Each line of the records containing "after" is to be copied out and returned.
[[ Materials provided, beginning ]]
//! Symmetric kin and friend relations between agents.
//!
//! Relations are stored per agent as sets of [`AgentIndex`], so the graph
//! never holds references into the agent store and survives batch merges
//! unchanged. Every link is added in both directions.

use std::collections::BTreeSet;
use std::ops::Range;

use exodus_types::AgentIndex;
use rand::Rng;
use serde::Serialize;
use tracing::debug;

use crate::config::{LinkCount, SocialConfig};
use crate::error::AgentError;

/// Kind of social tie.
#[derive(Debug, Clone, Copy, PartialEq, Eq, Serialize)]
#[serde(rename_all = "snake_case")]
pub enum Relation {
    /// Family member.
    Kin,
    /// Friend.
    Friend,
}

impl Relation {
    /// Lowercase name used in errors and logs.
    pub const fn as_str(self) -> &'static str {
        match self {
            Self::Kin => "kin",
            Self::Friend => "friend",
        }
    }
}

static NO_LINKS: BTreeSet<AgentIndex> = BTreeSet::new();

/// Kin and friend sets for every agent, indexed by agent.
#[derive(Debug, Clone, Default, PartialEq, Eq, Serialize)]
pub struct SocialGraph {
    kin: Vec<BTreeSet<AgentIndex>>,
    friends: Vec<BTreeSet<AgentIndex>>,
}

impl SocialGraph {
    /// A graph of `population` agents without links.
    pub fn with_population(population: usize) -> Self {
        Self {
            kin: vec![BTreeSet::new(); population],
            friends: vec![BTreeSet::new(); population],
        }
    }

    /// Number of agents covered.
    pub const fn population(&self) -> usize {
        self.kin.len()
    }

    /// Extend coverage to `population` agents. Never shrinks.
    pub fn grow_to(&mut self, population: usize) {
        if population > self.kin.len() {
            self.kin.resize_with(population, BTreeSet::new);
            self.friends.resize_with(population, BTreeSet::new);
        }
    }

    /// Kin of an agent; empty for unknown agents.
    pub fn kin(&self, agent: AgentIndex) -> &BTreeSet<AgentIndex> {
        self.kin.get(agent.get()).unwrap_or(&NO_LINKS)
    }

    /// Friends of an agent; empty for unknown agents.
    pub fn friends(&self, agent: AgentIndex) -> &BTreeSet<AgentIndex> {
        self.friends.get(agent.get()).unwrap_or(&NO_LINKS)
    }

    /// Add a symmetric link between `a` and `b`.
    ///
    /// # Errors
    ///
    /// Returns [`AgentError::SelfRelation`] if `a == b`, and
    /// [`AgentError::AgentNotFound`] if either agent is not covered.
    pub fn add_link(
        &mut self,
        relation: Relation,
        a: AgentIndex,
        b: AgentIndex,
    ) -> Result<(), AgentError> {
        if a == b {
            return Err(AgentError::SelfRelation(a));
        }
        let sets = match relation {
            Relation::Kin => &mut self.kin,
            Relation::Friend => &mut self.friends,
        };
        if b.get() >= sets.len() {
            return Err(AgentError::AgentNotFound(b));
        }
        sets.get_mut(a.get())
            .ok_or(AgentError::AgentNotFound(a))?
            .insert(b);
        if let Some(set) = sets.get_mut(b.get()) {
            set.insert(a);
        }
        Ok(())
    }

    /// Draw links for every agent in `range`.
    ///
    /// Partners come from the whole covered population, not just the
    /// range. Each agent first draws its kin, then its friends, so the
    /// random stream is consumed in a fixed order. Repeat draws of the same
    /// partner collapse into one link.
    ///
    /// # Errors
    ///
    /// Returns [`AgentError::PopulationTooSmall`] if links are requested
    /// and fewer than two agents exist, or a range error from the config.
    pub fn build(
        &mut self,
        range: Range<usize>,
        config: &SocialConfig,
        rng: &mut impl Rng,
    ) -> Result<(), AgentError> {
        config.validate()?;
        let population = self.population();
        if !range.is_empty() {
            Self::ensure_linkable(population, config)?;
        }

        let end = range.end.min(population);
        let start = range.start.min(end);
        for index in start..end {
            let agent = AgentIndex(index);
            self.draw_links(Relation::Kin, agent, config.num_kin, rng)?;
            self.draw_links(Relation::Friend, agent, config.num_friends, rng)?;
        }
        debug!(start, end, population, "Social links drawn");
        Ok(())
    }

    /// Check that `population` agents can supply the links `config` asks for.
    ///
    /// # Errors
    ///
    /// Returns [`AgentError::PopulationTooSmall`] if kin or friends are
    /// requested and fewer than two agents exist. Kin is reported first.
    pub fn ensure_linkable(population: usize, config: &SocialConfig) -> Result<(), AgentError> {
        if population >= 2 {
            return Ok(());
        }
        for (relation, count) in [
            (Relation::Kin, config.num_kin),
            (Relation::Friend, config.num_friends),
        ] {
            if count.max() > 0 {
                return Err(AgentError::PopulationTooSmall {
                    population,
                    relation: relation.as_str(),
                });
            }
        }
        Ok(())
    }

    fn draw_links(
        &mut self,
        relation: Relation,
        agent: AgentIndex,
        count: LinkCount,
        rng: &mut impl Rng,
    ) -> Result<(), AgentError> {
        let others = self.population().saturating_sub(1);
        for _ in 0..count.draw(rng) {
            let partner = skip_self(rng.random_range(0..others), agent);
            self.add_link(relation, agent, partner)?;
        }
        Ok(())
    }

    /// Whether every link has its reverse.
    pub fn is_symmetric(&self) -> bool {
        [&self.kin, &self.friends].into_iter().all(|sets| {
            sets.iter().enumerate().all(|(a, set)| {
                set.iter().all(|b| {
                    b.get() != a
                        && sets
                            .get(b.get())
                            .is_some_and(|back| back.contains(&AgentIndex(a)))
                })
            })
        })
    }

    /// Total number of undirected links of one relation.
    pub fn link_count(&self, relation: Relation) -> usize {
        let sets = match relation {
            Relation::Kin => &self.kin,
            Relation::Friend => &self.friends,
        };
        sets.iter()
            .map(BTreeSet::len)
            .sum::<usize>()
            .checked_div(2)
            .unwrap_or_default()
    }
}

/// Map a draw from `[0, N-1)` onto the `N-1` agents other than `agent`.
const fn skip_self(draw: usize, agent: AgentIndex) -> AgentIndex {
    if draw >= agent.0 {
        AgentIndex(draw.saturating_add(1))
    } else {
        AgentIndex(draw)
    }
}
[[ Materials provided, end ]]
[[ Materials provided, beginning ]]
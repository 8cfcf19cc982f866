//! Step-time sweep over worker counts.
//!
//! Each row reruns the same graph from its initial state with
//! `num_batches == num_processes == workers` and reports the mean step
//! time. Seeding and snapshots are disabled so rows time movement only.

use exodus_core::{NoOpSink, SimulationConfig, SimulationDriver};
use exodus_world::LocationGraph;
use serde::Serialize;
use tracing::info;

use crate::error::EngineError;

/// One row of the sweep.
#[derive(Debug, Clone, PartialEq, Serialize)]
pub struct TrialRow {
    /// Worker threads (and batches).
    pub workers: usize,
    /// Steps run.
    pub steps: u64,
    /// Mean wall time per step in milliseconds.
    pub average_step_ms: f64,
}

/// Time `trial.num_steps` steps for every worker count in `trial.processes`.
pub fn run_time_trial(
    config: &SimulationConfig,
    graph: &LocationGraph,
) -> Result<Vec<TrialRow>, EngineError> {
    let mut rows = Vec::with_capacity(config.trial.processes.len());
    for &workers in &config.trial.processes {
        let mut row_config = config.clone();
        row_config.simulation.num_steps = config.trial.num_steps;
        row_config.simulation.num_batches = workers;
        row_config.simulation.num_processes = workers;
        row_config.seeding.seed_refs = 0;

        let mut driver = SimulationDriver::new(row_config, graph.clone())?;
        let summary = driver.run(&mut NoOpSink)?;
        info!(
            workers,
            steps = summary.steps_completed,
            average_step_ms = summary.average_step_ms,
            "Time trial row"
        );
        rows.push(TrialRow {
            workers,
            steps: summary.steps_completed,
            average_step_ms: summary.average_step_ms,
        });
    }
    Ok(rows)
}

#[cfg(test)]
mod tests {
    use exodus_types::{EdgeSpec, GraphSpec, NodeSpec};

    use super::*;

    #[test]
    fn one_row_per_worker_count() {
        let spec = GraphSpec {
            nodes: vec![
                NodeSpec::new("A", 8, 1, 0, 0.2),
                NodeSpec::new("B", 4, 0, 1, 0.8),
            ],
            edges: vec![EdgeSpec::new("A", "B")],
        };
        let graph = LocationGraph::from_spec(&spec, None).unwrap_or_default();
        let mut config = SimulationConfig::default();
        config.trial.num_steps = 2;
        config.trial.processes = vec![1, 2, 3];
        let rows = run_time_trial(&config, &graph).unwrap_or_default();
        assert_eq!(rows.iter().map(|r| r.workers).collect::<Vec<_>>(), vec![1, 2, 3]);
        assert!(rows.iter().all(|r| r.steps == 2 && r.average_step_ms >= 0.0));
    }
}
[[ Materials provided, end ]]
[[ Materials provided, beginning ]]
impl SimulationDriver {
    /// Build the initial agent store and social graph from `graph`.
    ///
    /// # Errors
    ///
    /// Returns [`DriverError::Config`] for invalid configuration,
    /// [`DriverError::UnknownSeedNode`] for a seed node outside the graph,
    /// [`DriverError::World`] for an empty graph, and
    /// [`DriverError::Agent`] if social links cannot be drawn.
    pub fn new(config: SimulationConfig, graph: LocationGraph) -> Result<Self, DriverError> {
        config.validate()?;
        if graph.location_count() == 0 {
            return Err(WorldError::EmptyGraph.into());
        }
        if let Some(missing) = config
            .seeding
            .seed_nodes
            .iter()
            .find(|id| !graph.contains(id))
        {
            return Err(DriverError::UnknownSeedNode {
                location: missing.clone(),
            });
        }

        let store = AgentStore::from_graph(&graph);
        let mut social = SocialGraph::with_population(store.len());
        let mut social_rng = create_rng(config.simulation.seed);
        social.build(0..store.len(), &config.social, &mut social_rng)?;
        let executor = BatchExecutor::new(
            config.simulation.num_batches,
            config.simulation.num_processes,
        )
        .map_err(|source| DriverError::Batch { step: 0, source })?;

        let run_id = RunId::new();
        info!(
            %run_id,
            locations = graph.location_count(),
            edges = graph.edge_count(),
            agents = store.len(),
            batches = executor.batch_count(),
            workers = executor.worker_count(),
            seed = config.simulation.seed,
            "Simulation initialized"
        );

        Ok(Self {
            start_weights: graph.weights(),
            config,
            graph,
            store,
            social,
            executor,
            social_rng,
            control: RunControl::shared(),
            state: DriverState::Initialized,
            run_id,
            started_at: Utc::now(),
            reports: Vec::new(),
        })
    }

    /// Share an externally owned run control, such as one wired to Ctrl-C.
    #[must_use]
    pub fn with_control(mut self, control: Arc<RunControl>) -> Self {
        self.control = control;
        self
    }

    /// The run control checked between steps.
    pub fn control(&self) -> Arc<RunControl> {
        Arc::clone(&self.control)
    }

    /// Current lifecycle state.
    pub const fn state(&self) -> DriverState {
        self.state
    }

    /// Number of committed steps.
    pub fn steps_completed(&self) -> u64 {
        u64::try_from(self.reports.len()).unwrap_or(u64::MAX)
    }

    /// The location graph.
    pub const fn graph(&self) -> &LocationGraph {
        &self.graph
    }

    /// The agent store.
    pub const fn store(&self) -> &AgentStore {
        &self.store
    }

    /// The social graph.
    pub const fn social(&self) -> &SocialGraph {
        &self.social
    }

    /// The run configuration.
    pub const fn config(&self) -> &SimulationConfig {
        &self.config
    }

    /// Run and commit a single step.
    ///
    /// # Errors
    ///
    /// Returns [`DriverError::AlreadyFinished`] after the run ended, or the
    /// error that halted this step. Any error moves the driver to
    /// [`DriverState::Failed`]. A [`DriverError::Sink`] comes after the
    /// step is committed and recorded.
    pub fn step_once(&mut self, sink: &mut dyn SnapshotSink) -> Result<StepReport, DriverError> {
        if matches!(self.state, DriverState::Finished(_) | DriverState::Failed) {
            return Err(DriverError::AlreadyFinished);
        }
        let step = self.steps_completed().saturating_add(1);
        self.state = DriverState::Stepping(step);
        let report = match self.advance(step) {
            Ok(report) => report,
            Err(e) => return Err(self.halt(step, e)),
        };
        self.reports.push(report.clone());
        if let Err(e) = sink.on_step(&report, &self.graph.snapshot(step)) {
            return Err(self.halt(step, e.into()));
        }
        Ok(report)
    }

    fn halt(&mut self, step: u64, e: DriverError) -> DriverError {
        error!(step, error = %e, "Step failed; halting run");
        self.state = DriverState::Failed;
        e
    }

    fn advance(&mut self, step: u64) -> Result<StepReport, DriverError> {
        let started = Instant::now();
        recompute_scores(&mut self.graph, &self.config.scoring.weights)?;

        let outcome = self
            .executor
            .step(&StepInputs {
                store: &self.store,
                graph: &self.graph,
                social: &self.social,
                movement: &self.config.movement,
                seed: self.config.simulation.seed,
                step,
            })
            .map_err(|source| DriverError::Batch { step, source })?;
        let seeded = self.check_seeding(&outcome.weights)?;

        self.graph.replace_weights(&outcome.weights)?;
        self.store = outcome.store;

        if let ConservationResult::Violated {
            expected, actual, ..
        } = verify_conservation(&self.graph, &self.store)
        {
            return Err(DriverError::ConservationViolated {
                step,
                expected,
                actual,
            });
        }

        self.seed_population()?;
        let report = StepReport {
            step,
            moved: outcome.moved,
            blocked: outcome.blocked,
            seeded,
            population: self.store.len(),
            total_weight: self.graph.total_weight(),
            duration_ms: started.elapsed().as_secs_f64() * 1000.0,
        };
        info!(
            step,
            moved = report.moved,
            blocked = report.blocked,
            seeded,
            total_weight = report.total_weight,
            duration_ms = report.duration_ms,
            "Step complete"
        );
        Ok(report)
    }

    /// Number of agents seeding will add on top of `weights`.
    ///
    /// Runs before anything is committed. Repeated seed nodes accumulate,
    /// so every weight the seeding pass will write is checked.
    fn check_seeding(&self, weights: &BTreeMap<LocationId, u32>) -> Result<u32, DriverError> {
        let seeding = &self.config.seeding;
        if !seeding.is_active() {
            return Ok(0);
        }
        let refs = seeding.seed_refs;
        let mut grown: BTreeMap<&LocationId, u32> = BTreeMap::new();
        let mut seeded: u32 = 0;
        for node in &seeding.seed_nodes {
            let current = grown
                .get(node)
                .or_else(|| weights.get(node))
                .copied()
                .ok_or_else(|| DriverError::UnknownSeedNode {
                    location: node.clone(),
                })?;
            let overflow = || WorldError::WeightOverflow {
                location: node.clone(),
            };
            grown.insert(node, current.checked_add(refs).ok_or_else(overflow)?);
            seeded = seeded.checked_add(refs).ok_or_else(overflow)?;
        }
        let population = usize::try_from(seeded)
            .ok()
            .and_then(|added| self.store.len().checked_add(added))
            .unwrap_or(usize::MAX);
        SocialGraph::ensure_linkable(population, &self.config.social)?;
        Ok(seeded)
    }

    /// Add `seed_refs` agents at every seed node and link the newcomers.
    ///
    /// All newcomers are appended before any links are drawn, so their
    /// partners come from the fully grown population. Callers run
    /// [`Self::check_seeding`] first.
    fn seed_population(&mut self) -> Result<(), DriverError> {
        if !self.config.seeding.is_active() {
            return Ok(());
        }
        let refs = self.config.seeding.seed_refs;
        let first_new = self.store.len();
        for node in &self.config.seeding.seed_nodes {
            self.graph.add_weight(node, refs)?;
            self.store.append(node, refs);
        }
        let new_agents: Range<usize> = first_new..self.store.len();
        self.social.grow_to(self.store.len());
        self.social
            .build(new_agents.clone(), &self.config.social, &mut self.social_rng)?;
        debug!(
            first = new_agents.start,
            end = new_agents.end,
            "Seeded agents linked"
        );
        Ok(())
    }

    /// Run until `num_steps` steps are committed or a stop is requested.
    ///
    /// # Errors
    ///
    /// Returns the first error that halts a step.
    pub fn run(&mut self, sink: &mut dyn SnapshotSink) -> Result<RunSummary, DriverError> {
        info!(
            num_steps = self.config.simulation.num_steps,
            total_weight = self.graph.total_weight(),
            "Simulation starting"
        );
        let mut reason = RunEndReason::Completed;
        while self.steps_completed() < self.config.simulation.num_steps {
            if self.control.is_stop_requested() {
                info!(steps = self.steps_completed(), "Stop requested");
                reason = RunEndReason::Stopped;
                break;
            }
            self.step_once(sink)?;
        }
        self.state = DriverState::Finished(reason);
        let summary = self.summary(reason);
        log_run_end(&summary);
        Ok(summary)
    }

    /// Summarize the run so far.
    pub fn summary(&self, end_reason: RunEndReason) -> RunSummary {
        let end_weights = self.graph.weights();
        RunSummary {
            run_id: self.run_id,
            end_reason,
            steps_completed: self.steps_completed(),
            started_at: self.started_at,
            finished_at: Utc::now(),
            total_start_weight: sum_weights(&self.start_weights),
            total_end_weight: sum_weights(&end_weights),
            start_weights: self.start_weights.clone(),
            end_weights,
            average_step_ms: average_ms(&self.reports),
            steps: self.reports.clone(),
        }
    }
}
[[ Materials provided, end ]]
*Response*
    /// Returns [`DriverError::AlreadyFinished`] after the run ended, or the
    /// [`DriverState::Failed`]. A [`DriverError::Sink`] comes after the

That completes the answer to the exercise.